Rasouli case chance for Supreme Court to put forward guidelines on end-of-life treatment

Hassan Rasouli is seen with his family in Sunnybrook Hospital’s intensive care unit

The Supreme Court of Canada heard the case of Toronto patient Hassan Rasouli Monday, which centres on the complex and often deeply painful issue of who should decide end-of-life care. With an aging demographic, increased life expectancy and ever more sophisticated technological interventions, these kinds of cases will almost certainly become more frequent. This is a welcome chance for the country’s highest court to clarify how end-of-life treatment should proceed when a physician and a patient’s family disagree.

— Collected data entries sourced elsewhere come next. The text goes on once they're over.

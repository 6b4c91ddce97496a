//! Bus primitives delivered by the I2C framer.

use core::fmt;

use alloc::vec::Vec;

use crate::annotation::Span;

/// Transfer direction of an addressed access, seen from the master.
#[derive(Copy, Clone, Debug, PartialEq, Eq)]
#[cfg_attr(feature = "defmt", derive(defmt::Format))]
pub enum Direction {
    Write,
    Read,
}

impl Direction {
    /// Past-tense verb used as the prefix of block labels.
    #[must_use]
    pub fn verb(self) -> &'static str {
        match self {
            Direction::Write => "Wrote",
            Direction::Read => "Read",
        }
    }
}

impl fmt::Display for Direction {
    fn fmt(&self, f: &mut fmt::Formatter<'_>) -> fmt::Result {
        f.write_str(self.verb())
    }
}

/// One framed I2C event.
#[derive(Clone, Debug, PartialEq, Eq)]
pub enum Primitive {
    Start,
    StartRepeat,
    Stop,
    /// 7-bit slave address with the R/W bit clear
    AddressWrite(u8),
    /// 7-bit slave address with the R/W bit set
    AddressRead(u8),
    DataWrite(u8),
    DataRead(u8),
    /// Per-bit positions of the next data byte, most significant bit first
    Bits(Vec<Span>),
}
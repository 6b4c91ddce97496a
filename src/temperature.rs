//! Temperature block (registers 0x11-0x12).

use core::fmt;

use crate::bus::Direction;
use crate::registers::TemperatureFraction;

/// A temperature reading combined from the MSB and LSB registers.
#[derive(Copy, Clone, Debug, PartialEq, Eq)]
#[cfg_attr(feature = "defmt", derive(defmt::Format))]
pub struct TemperatureRecord {
    pub direction: Direction,
    /// Signed 10-bit value in units of 0.25 degC
    pub quarter_degrees: i16,
}

impl TemperatureRecord {
    /// Combines the raw register bytes.
    ///
    /// The MSB is taken unsigned, the two fraction bits are appended and the
    /// resulting 10-bit quantity is sign-corrected once.
    #[must_use]
    pub fn from_registers(direction: Direction, msb: u8, lsb: u8) -> Self {
        let mut theta = (i16::from(msb) << 2) + i16::from(TemperatureFraction::from(lsb).quarters());
        if theta >= 512 {
            theta -= 1024;
        }
        Self {
            direction,
            quarter_degrees: theta,
        }
    }

    #[must_use]
    pub fn celsius(&self) -> f32 {
        f32::from(self.quarter_degrees) / 4.0
    }
}

impl fmt::Display for TemperatureRecord {
    fn fmt(&self, f: &mut fmt::Formatter<'_>) -> fmt::Result {
        write!(
            f,
            "{} block data: Temperature: {:.2}",
            self.direction,
            self.celsius()
        )
    }
}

This article was published by The Globe and Mail on December 12th, 2012.  To see this article and other related articles on The Globe and Mail website, please click here

For too long, Canada has lacked clear and consistent guidelines. Decisions about end-of-life care, though they take place in healthcare settings, are not simply medical. A patient’s values and beliefs will help shape the goals of their treatment. The patient (or their surrogate) must have a say in the process. At the same time, a patient’s family should not be able to demand life-sustaining treatment in every situation, even if it is futile and could, in fact, be cruel.

Only Ontario has any mechanism in place to resolve disputes between physicians and families, a body called the Consent and Capacity Board. But this board was not specifically designed to deal with this issue, and its members may lack the expertise to properly determine what a physician’s standard of care means when it comes to continuing treatment of a patient on life support. The court has a chance to recommend how such a body should be revamped to function more effectively, and to put guidelines in place for other provinces. “This is an issue across the country and a painfully corrosive one,” notes Jocelyn Downie, the Canada Research Chair in health law and policy and a professor at Dalhousie University.

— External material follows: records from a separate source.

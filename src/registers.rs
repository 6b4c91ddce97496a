//! Register map and bitfield views of the DS3231 register file.
//!
//! [`RegAddr`] is the static register table: every address 0x00-0x12 with
//! its display names and its role inside a multi-register block. The
//! bitfield types below are read-only views used by the decoder to pull
//! flags and values out of a captured register byte.

use bitfield::bitfield;

use crate::block::BlockKind;
use crate::error::DecoderError;
use crate::field::{self, Hour, Meridiem};

/// Number of registers in the DS3231 register file.
pub const REGISTER_COUNT: usize = 19;

/// Register addresses for the DS3231 RTC.
#[derive(Copy, Clone, Debug, PartialEq, Eq, Hash)]
#[cfg_attr(feature = "defmt", derive(defmt::Format))]
pub enum RegAddr {
    /// Seconds register (0-59)
    Seconds = 0x00,
    /// Minutes register (0-59)
    Minutes = 0x01,
    /// Hours register (1-12 + AM/PM or 0-23)
    Hours = 0x02,
    /// Day register (1-7)
    Day = 0x03,
    /// Date register (1-31)
    Date = 0x04,
    /// Month register (1-12)
    Month = 0x05,
    /// Year register (0-99)
    Year = 0x06,
    /// Alarm 1 seconds register
    Alarm1Seconds = 0x07,
    /// Alarm 1 minutes register
    Alarm1Minutes = 0x08,
    /// Alarm 1 hours register
    Alarm1Hours = 0x09,
    /// Alarm 1 day/date register
    Alarm1DayDate = 0x0A,
    /// Alarm 2 minutes register
    Alarm2Minutes = 0x0B,
    /// Alarm 2 hours register
    Alarm2Hours = 0x0C,
    /// Alarm 2 day/date register
    Alarm2DayDate = 0x0D,
    /// Control register
    Control = 0x0E,
    /// Control/Status register
    ControlStatus = 0x0F,
    /// Aging offset register
    AgingOffset = 0x10,
    /// Temperature MSB register
    MSBTemp = 0x11,
    /// Temperature LSB register
    LSBTemp = 0x12,
}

Mr. Rasouli was diagnosed as being in a persistent vegetative state, after complications from surgery for a brain tumour in Oct. 2010 at Toronto’s Sunnybrook Health Sciences Centre. Since then, the retired engineer has required round-the-clock care, including a ventilator, machines to feed and hydrate him, and medications to maintain his blood pressure. His two critical-care physicians – Dr. Brian Cuthbertson and Dr. Gordon Rubenfeld – believe he will never regain any degree of consciousness and want to stop feeding and hyrdation, begin palliative care, and allow him to die.

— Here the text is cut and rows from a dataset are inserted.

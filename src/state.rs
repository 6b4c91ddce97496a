//! Protocol-level transaction tracking.
//!
//! The state machine only decides what a bus primitive means; register
//! decoding and annotation happen in the decoder.

use crate::bus::{Direction, Primitive};

/// I2C address of the DS3231.
pub const DS3231_I2C_ADDRESS: u8 = 0x68;

/// Where the decoder is inside an addressed transaction.
#[derive(Copy, Clone, Debug, Default, PartialEq, Eq)]
#[cfg_attr(feature = "defmt", derive(defmt::Format))]
pub enum TransactionState {
    #[default]
    Idle,
    /// START seen, waiting for the slave address
    AwaitingAddress,
    /// Addressed for write, the next byte selects the register
    AwaitingRegisterPointer,
    WritingRegisters,
    ReadingRegisters,
}

/// Side effect requested by a transition.
#[derive(Copy, Clone, Debug, PartialEq, Eq)]
pub enum Action {
    None,
    /// The transaction addressed another device.
    ForeignDevice(u8),
    /// Load the register pointer.
    SetPointer(u8),
    /// Decode a register byte at the current pointer.
    Dispatch(u8, Direction),
}

impl TransactionState {
    /// Applies one primitive.
    ///
    /// Primitives that do not match a transition out of the current state are
    /// ignored: the state is kept and no action is requested.
    #[must_use]
    pub fn on(self, primitive: &Primitive) -> (TransactionState, Action) {
        use TransactionState::*;

        match (self, primitive) {
            (Idle, Primitive::Start) => (AwaitingAddress, Action::None),

            (AwaitingAddress, Primitive::AddressWrite(addr)) => {
                if *addr == DS3231_I2C_ADDRESS {
                    (AwaitingRegisterPointer, Action::None)
                } else {
                    (Idle, Action::ForeignDevice(*addr))
                }
            }
            (AwaitingAddress, Primitive::AddressRead(addr)) => {
                if *addr == DS3231_I2C_ADDRESS {
                    (ReadingRegisters, Action::None)
                } else {
                    (Idle, Action::ForeignDevice(*addr))
                }
            }

            (AwaitingRegisterPointer, Primitive::DataWrite(b)) => {
                (WritingRegisters, Action::SetPointer(*b))
            }
            (AwaitingRegisterPointer, Primitive::Stop) => (Idle, Action::None),

            (WritingRegisters, Primitive::StartRepeat) => (AwaitingAddress, Action::None),
            (WritingRegisters, Primitive::DataWrite(b)) => {
                (WritingRegisters, Action::Dispatch(*b, Direction::Write))
            }
            (WritingRegisters, Primitive::Stop) => (Idle, Action::None),

            (ReadingRegisters, Primitive::DataRead(b)) => {
                (ReadingRegisters, Action::Dispatch(*b, Direction::Read))
            }
            (ReadingRegisters, Primitive::Stop) => (Idle, Action::None),

            (state, _) => (state, Action::None),
        }
    }
}

#[cfg(test)]
mod tests {
    extern crate alloc;
    use super::*;
    use alloc::vec;
    use TransactionState::*;

    #[test]
    fn test_write_transaction() {
        let (s, a) = Idle.on(&Primitive::Start);
        assert_eq!((s, a), (AwaitingAddress, Action::None));
        let (s, a) = s.on(&Primitive::AddressWrite(0x68));
        assert_eq!((s, a), (AwaitingRegisterPointer, Action::None));
        let (s, a) = s.on(&Primitive::DataWrite(0x0E));
        assert_eq!((s, a), (WritingRegisters, Action::SetPointer(0x0E)));
        let (s, a) = s.on(&Primitive::DataWrite(0x1C));
        assert_eq!((s, a), (WritingRegisters, Action::Dispatch(0x1C, Direction::Write)));
        let (s, a) = s.on(&Primitive::Stop);
        assert_eq!((s, a), (Idle, Action::None));
    }

    #[test]
    fn test_write_then_repeated_start_read() {
        let (s, _) = Idle.on(&Primitive::Start);
        let (s, _) = s.on(&Primitive::AddressWrite(0x68));
        let (s, _) = s.on(&Primitive::DataWrite(0x00));
        let (s, a) = s.on(&Primitive::StartRepeat);
        assert_eq!((s, a), (AwaitingAddress, Action::None));
        let (s, a) = s.on(&Primitive::AddressRead(0x68));
        assert_eq!((s, a), (ReadingRegisters, Action::None));
        let (s, a) = s.on(&Primitive::DataRead(0x30));
        assert_eq!((s, a), (ReadingRegisters, Action::Dispatch(0x30, Direction::Read)));
        assert_eq!(s.on(&Primitive::Stop), (Idle, Action::None));
    }

    #[test]
    fn test_foreign_device() {
        let (s, _) = Idle.on(&Primitive::Start);
        assert_eq!(
            s.on(&Primitive::AddressWrite(0x50)),
            (Idle, Action::ForeignDevice(0x50))
        );
        assert_eq!(
            s.on(&Primitive::AddressRead(0x57)),
            (Idle, Action::ForeignDevice(0x57))
        );
    }

    #[test]
    fn test_pointer_only_write() {
        let (s, _) = AwaitingRegisterPointer.on(&Primitive::Stop);
        assert_eq!(s, Idle);
    }

    #[test]
    fn test_unexpected_primitives_are_ignored() {
        let cases = vec![
            (Idle, Primitive::Stop),
            (Idle, Primitive::DataWrite(1)),
            (Idle, Primitive::AddressWrite(0x68)),
            (AwaitingAddress, Primitive::DataRead(1)),
            (AwaitingAddress, Primitive::Start),
            (AwaitingRegisterPointer, Primitive::DataRead(1)),
            (AwaitingRegisterPointer, Primitive::StartRepeat),
            (WritingRegisters, Primitive::DataRead(1)),
            (WritingRegisters, Primitive::Start),
            (ReadingRegisters, Primitive::DataWrite(1)),
            (ReadingRegisters, Primitive::StartRepeat),
            (ReadingRegisters, Primitive::Bits(vec![])),
        ];
        for (state, primitive) in cases {
            assert_eq!(state.on(&primitive), (state, Action::None), "{:?} {:?}", state, primitive);
        }
    }
}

However, his wife disagrees, believing his condition is improving and that some movements he makes are purposeful. This difference of opinion prompted the doctors to launch the current legal action. They believe they are not required to go to Consent and Capacity Board because there is no medical benefit to the patient in this case, so the standard of care cannot require this treatment.

Clearly, neither a patient’s designated decision-maker nor a doctor should have unilateral power over life and death. While Mr. Rasouli’s doctors believe there is no medical benefit to providing ongoing mechanical interventions for him, bioethicists argue that this is a value judgment. The medical benefit is clear: Mr. Rasouli is still alive. The underlying, essential question may be: Is that a worthwhile benefit?